— WHAT THE TASK REQUIRES —
When a line of the listing below has the string "find" in it, copy that line.

>>>>

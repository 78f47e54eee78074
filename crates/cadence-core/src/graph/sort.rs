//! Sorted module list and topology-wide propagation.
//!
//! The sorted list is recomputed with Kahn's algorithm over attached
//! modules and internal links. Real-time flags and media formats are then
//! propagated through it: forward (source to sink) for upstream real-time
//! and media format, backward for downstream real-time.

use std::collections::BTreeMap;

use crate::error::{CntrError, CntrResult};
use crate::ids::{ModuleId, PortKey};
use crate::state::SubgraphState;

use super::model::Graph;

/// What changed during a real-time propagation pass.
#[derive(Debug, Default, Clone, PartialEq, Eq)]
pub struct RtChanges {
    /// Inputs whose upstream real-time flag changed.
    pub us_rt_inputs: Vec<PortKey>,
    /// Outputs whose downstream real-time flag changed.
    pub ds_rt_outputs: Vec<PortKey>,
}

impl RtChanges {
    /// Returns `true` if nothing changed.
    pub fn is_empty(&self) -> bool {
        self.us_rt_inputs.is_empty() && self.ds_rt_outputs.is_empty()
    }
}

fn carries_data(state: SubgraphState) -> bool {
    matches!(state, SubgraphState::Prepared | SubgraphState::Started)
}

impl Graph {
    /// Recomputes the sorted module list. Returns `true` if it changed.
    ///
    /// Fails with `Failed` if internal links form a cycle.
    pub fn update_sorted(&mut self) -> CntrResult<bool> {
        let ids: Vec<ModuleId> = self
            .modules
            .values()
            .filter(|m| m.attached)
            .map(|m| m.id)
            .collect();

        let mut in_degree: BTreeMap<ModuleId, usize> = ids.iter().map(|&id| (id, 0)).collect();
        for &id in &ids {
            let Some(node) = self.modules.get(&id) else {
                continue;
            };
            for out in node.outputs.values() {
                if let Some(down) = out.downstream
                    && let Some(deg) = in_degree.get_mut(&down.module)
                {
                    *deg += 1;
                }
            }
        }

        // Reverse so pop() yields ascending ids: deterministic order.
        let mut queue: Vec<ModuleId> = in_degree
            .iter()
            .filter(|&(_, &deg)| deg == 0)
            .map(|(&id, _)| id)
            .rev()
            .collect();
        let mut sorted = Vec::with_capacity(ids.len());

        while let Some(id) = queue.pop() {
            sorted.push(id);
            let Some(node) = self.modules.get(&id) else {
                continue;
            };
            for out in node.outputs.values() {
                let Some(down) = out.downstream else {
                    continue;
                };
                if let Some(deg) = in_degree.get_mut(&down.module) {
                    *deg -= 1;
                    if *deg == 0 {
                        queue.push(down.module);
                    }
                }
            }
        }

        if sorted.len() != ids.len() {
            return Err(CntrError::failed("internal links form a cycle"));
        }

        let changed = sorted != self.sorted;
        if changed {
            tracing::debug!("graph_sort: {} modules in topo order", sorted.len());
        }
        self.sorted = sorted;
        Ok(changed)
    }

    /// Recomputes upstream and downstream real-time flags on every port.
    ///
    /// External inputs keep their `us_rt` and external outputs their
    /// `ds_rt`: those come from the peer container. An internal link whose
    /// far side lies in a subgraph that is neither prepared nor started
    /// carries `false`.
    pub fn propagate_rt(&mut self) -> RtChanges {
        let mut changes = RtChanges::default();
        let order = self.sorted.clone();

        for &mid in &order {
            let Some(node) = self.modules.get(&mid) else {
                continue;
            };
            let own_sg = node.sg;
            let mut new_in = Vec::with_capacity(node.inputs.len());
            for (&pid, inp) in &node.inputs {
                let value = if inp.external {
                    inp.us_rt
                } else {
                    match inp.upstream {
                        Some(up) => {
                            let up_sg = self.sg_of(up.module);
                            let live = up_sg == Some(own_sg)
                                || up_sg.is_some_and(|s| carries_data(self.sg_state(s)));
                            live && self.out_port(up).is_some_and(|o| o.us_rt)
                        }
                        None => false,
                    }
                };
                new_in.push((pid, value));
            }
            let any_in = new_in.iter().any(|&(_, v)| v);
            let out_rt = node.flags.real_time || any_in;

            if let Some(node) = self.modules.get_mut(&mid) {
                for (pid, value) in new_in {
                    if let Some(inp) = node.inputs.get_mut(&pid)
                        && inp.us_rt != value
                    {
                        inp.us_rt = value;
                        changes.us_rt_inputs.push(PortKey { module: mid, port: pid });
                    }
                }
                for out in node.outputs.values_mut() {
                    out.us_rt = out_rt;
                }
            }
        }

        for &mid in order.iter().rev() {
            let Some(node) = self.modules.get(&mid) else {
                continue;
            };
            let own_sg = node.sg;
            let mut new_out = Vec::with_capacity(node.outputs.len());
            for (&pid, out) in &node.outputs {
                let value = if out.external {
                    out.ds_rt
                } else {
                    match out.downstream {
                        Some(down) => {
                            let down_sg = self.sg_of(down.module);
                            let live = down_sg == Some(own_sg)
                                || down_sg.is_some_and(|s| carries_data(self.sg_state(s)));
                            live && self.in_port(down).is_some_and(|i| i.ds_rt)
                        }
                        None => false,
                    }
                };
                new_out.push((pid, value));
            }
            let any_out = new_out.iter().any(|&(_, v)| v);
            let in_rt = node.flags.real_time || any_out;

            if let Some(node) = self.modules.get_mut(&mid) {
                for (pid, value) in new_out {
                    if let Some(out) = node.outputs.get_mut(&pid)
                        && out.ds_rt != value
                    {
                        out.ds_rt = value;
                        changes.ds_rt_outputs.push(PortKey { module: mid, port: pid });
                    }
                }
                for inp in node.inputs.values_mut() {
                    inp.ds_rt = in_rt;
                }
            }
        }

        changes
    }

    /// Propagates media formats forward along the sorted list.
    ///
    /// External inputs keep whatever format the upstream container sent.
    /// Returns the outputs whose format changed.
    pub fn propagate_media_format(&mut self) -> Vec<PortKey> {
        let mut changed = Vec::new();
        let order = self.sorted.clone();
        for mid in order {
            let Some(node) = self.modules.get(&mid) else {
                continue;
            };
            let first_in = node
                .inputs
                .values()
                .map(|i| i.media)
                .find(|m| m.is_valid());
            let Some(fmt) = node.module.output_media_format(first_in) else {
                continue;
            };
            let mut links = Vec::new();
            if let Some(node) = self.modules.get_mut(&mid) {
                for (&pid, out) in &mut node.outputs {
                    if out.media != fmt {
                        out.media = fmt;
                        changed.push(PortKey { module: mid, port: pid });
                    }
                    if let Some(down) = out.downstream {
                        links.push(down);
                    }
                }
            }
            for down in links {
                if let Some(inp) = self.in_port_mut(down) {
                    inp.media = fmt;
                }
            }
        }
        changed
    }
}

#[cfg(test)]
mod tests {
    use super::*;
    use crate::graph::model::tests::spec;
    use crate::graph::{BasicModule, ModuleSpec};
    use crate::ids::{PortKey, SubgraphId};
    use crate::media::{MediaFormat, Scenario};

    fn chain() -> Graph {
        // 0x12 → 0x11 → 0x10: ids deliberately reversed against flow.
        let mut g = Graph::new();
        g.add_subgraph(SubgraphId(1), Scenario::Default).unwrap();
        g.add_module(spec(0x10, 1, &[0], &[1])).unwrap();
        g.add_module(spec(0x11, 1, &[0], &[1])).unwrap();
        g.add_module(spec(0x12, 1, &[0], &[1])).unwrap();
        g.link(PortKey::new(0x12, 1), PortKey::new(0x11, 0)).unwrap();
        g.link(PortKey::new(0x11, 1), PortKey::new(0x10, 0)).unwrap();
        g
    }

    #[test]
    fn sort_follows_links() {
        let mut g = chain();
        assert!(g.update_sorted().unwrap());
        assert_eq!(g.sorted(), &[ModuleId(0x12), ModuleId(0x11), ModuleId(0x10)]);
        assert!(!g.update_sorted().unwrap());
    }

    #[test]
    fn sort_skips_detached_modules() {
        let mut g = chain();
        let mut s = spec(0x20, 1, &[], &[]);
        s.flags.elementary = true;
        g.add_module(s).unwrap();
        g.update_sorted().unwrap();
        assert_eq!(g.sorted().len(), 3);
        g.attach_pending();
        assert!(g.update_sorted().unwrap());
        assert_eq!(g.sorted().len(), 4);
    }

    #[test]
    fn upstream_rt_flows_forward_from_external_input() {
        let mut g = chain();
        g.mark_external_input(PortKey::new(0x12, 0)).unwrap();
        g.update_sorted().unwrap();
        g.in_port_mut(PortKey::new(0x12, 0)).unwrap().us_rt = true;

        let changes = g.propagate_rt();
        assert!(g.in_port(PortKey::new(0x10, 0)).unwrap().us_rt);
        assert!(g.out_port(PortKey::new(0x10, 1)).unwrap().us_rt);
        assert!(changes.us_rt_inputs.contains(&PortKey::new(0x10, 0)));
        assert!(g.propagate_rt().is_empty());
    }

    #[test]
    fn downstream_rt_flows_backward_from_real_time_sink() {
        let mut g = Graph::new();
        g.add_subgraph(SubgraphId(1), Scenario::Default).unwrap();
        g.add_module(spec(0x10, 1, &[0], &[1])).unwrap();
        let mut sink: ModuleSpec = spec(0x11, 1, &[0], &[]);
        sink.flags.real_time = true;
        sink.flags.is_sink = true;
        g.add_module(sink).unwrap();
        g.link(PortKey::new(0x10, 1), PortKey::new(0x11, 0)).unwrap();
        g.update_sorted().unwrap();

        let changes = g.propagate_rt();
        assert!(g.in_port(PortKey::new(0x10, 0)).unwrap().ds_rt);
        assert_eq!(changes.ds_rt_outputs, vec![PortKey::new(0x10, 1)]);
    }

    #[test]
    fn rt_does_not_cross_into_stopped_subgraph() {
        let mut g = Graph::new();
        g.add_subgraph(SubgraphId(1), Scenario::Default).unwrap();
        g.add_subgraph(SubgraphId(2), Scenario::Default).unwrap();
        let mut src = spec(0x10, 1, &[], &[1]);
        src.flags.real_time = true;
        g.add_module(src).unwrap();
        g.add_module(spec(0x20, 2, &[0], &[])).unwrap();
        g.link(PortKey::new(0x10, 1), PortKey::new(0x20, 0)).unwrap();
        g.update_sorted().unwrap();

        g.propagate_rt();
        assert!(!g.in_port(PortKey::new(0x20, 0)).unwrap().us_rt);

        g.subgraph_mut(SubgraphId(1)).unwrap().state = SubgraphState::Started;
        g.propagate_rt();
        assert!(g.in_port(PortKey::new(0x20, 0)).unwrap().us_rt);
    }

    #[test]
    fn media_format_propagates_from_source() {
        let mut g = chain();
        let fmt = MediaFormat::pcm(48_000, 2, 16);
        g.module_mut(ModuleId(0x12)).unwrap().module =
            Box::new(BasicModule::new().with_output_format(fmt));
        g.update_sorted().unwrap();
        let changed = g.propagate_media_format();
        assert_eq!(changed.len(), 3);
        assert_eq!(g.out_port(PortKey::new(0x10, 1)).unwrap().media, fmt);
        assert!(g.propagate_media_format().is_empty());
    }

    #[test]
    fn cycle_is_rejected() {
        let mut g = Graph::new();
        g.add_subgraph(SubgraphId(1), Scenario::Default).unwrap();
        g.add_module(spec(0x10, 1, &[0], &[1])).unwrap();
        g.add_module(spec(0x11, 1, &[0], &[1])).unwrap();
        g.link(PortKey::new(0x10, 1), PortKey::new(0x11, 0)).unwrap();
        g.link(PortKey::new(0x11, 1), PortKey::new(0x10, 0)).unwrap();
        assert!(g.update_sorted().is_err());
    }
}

<<<<
>>>>

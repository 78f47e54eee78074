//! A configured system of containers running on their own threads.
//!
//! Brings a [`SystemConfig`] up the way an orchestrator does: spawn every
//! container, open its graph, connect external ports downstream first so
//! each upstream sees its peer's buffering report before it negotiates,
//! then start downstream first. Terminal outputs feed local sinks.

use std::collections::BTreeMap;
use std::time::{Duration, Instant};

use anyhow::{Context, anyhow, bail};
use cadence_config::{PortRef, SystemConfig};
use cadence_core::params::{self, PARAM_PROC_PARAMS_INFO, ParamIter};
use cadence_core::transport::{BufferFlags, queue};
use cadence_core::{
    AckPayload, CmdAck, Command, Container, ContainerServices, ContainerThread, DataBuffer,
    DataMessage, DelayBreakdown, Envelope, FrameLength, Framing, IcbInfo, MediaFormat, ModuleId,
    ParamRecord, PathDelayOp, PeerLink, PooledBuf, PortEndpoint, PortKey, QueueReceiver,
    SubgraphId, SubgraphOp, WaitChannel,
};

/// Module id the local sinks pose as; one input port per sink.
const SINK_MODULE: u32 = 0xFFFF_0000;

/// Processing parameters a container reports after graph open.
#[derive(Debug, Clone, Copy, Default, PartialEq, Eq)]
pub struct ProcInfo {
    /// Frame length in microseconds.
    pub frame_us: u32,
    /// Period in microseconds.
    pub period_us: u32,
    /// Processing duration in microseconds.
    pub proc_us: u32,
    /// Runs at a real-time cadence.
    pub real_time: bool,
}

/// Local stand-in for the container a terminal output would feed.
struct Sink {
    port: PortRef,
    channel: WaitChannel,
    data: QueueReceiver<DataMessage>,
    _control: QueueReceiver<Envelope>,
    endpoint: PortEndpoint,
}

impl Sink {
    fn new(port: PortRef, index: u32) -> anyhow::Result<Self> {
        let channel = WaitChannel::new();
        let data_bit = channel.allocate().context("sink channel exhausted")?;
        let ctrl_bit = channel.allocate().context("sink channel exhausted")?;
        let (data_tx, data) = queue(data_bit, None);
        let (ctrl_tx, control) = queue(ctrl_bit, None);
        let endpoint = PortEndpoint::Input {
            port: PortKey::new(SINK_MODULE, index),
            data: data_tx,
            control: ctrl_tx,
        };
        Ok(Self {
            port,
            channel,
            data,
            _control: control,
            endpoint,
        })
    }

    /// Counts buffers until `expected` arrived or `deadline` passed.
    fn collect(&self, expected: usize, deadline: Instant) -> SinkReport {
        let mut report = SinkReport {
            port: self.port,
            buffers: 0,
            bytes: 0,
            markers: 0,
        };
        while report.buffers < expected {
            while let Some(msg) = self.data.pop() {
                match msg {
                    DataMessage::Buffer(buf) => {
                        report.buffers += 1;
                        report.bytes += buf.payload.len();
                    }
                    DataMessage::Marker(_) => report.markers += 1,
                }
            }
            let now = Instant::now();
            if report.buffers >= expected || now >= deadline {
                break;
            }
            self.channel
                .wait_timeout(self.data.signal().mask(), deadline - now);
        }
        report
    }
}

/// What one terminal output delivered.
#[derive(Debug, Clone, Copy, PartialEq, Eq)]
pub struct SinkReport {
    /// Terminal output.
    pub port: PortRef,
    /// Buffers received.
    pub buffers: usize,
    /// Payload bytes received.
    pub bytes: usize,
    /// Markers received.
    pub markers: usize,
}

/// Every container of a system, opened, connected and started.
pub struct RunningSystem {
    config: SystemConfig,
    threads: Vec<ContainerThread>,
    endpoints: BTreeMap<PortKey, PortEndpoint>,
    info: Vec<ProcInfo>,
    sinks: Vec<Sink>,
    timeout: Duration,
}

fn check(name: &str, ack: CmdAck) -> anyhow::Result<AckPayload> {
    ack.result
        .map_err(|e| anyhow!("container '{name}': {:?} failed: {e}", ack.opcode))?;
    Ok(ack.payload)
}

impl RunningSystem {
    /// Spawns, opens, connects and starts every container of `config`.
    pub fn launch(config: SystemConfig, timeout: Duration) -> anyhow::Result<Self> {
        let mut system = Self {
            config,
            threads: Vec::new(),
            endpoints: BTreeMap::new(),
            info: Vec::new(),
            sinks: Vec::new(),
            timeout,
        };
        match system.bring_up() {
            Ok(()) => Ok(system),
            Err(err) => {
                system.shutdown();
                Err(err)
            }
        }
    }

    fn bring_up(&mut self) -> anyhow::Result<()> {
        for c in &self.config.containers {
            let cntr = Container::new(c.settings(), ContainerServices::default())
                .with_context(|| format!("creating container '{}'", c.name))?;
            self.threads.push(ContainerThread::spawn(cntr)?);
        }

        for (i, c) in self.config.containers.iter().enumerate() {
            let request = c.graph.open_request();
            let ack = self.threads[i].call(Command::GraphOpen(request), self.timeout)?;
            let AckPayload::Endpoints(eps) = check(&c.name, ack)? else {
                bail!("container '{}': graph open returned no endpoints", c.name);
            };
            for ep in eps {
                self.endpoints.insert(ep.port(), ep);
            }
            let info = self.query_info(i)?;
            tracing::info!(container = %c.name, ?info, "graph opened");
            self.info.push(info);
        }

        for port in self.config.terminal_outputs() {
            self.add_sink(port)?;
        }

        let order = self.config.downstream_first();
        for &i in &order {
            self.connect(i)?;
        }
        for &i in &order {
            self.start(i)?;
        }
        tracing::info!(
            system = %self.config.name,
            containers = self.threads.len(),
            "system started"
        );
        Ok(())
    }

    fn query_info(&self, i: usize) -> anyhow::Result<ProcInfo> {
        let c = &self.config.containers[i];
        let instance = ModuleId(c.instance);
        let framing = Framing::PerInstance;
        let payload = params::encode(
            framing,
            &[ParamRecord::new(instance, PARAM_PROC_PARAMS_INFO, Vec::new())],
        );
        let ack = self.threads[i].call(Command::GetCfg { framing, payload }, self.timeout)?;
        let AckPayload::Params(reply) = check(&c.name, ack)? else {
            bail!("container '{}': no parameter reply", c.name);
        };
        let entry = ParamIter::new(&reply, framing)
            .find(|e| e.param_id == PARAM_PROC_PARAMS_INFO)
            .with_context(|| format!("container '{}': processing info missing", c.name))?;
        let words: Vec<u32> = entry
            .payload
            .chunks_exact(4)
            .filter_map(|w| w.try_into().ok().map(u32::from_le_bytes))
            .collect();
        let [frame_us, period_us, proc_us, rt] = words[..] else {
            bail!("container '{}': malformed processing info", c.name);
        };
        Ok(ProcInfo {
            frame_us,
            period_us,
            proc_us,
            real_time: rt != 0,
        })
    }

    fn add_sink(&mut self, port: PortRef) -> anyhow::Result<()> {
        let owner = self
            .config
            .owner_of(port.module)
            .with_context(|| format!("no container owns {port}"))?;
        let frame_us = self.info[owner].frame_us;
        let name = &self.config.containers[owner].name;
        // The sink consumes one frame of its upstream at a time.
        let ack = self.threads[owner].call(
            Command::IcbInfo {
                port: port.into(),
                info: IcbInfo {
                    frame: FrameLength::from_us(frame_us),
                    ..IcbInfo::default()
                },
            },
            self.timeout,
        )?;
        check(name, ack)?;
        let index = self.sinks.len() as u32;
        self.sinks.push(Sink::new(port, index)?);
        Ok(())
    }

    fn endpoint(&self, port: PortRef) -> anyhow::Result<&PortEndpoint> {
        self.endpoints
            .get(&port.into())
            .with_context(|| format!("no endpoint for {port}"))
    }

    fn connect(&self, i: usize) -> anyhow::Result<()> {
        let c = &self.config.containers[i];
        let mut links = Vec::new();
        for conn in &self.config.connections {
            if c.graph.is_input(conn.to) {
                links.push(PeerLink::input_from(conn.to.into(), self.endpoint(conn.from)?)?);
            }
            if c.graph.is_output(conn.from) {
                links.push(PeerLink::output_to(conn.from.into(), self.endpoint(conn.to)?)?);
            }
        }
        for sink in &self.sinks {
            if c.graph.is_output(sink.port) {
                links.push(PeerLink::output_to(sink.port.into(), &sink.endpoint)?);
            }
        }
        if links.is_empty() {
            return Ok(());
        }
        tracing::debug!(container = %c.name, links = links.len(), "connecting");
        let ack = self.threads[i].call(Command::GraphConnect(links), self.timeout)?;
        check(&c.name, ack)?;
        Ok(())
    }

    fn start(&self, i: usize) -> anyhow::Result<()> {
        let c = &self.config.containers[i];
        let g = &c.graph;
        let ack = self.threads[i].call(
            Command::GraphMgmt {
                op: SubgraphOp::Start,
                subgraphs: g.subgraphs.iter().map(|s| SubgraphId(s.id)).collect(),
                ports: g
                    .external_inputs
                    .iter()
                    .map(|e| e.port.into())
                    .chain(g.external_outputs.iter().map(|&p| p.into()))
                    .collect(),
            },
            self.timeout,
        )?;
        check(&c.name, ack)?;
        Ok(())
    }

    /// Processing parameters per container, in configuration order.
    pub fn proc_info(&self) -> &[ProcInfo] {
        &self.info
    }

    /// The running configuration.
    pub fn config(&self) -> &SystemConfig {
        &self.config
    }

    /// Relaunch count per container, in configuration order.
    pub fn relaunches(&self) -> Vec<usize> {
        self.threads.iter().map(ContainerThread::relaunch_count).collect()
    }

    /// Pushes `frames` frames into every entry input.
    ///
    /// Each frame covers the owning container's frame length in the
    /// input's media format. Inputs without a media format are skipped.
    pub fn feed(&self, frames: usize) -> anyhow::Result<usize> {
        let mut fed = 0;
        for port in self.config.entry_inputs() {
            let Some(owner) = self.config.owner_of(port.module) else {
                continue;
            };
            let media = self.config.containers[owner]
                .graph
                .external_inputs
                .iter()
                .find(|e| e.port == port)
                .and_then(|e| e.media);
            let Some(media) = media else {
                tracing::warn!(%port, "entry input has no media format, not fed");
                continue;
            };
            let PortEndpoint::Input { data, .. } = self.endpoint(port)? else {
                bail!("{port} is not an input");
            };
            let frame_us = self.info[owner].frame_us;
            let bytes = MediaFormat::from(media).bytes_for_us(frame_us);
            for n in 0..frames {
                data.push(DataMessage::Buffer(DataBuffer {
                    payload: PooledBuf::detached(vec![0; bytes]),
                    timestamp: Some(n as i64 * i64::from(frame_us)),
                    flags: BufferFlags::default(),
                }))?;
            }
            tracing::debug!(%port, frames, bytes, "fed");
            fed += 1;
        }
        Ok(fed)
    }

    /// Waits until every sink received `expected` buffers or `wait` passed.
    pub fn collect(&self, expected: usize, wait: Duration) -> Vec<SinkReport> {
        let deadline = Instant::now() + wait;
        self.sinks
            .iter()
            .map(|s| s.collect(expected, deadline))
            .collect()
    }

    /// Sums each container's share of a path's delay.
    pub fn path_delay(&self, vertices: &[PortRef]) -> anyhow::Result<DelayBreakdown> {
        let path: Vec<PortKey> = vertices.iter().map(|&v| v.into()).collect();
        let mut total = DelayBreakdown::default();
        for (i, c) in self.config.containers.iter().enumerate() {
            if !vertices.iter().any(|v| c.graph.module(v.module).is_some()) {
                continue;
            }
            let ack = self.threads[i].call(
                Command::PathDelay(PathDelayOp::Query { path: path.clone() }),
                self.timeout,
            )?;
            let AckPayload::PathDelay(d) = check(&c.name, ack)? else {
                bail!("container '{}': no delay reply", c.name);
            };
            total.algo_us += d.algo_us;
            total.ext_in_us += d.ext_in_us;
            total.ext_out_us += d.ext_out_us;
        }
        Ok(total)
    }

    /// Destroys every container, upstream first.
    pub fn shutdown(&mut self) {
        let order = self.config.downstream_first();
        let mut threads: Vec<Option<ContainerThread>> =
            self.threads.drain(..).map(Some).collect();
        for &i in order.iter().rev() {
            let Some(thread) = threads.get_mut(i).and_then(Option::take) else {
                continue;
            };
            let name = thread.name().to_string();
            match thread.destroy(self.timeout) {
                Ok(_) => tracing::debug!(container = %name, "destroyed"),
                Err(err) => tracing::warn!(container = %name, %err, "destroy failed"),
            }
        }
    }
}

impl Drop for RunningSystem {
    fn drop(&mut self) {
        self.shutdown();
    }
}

<<<<

— ANSWER TO THIS PROBLEM —
                .find(|m| m.is_valid());
            .find(|e| e.param_id == PARAM_PROC_PARAMS_INFO)
                .find(|e| e.port == port)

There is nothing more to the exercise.